┌──

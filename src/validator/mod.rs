//! # Schema Validator Module
//!
//! Request and response bodies are checked against schemas owned by external
//! validation libraries. Each library is wrapped in a [`SchemaValidator`]
//! implementation that maps its native error shape onto a flat, ordered list of
//! human-readable messages.
//!
//! Backends are chosen explicitly when the schema is constructed:
//!
//! - [`JsonSchema`] - a JSON Schema document checked with the `jsonschema` crate
//! - [`TypedSchema`] - a Rust type deserialized with `serde` and checked with
//!   the `validator` crate's `Validate` derive
//!
//! ```rust
//! use restroute::validator::{JsonSchema, SchemaValidator};
//! use serde_json::json;
//!
//! let schema = JsonSchema::new(json!({
//!     "type": "object",
//!     "properties": { "name": { "type": "string" } },
//!     "required": ["name"]
//! }))
//! .expect("valid schema");
//!
//! assert!(schema.validate(&json!({ "name": "milk" })).is_ok());
//! let failure = schema.validate(&json!({})).unwrap_err();
//! assert_eq!(failure.messages.len(), 1);
//! ```

mod json_schema;
mod typed;

pub use json_schema::JsonSchema;
pub use typed::TypedSchema;

use serde_json::Value;
use std::fmt;
use std::sync::Arc;

/// Data rejected by a schema: one message per violation, in the order the
/// backend reported them.
#[derive(Debug, Clone, PartialEq, Eq)]
pub struct ValidationFailure {
    pub messages: Vec<String>,
}

impl ValidationFailure {
    pub fn new(messages: Vec<String>) -> Self {
        Self { messages }
    }
}

impl fmt::Display for ValidationFailure {
    fn fmt(&self, f: &mut fmt::Formatter<'_>) -> fmt::Result {
        write!(f, "{}", self.messages.join("; "))
    }
}

impl std::error::Error for ValidationFailure {}

/// A schema backed by one validation library.
pub trait SchemaValidator: Send + Sync {
    /// Check `value`; on success return the parsed (possibly coerced) value.
    fn validate(&self, value: &Value) -> Result<Value, ValidationFailure>;

    /// OpenAPI schema object describing this schema in generated documentation.
    fn openapi_schema(&self) -> Value;

    /// Name of the backing library, for diagnostics.
    fn library(&self) -> &'static str;
}

/// Shared schema handle stored in endpoint definitions.
pub type Schema = Arc<dyn SchemaValidator>;

impl fmt::Debug for dyn SchemaValidator {
    fn fmt(&self, f: &mut fmt::Formatter<'_>) -> fmt::Result {
        f.debug_struct("Schema")
            .field("library", &self.library())
            .finish()
    }
}
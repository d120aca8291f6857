//! Typed errors for configuration-time failures.
//!
//! Everything here is raised while the application is being wired up (schema
//! compilation, route registration, configuration loading, documentation
//! rendering) or at the host boundary. Request-time failures that callers see
//! are written as fixed JSON bodies by [`crate::server::response`] instead.

use thiserror::Error;

use crate::route::HttpMethod;

/// A schema that no supported validator backend accepts.
///
/// Distinct from [`crate::validator::ValidationFailure`], which describes data
/// rejected by a valid schema.
#[derive(Debug, Error)]
pub enum SchemaError {
    #[error("invalid JSON Schema: {reason}")]
    InvalidJsonSchema { reason: String },
}

/// Invalid endpoint registration.
#[derive(Debug, Error)]
pub enum RouteError {
    #[error("route path `{path}` must start with `/`")]
    MissingLeadingSlash { path: String },
    #[error("route path `{path}` has an invalid dynamic segment `{segment}`")]
    InvalidSegment { path: String, segment: String },
    #[error("route path `{path}` is already registered")]
    DuplicateRoute { path: String },
    #[error("route `{path}` registers more than one handler for {method}")]
    DuplicateMethod { path: String, method: HttpMethod },
}

/// Configuration file loading failures.
#[derive(Debug, Error)]
pub enum ConfigError {
    #[error("failed to read configuration file {path}: {source}")]
    Io {
        path: String,
        #[source]
        source: std::io::Error,
    },
    #[error("failed to parse YAML configuration: {0}")]
    Yaml(#[from] serde_yaml::Error),
    #[error("failed to parse JSON configuration: {0}")]
    Json(#[from] serde_json::Error),
    #[error("`openApiSpec` must be a mapping")]
    SpecFragmentNotObject,
    #[error("`openApiSpec.info` must be a mapping")]
    InfoNotObject,
}

/// Conversion failures at the host boundary.
#[derive(Debug, Error)]
pub enum RequestError {
    #[error("request body is not valid JSON: {0}")]
    InvalidJson(#[from] serde_json::Error),
    #[error("request body is not valid UTF-8")]
    NonUtf8Body,
}

/// Documentation rendering failures.
#[derive(Debug, Error)]
pub enum DocsError {
    #[error("failed to render documentation page: {0}")]
    Template(#[from] minijinja::Error),
    #[error("failed to serialize OpenAPI document as YAML: {0}")]
    Yaml(#[from] serde_yaml::Error),
}

/// Any restroute error.
#[derive(Debug, Error)]
pub enum Error {
    #[error(transparent)]
    Schema(#[from] SchemaError),
    #[error(transparent)]
    Route(#[from] RouteError),
    #[error(transparent)]
    Config(#[from] ConfigError),
    #[error(transparent)]
    Request(#[from] RequestError),
    #[error(transparent)]
    Docs(#[from] DocsError),
    #[error("failed to build HTTP response: {0}")]
    Http(#[from] http::Error),
}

└──

* PROMPT *
Each line from the top of the listing down to and including the one containing "ordered list of" should be transcribed exactly; nothing else is to be output.

* EXPECTED OUTPUT *
filename src/validator/mod.rs
//! # Schema Validator Module
//!
//! Request and response bodies are checked against schemas owned by external
//! validation libraries. Each library is wrapped in a [`SchemaValidator`]
//! implementation that maps its native error shape onto a flat, ordered list of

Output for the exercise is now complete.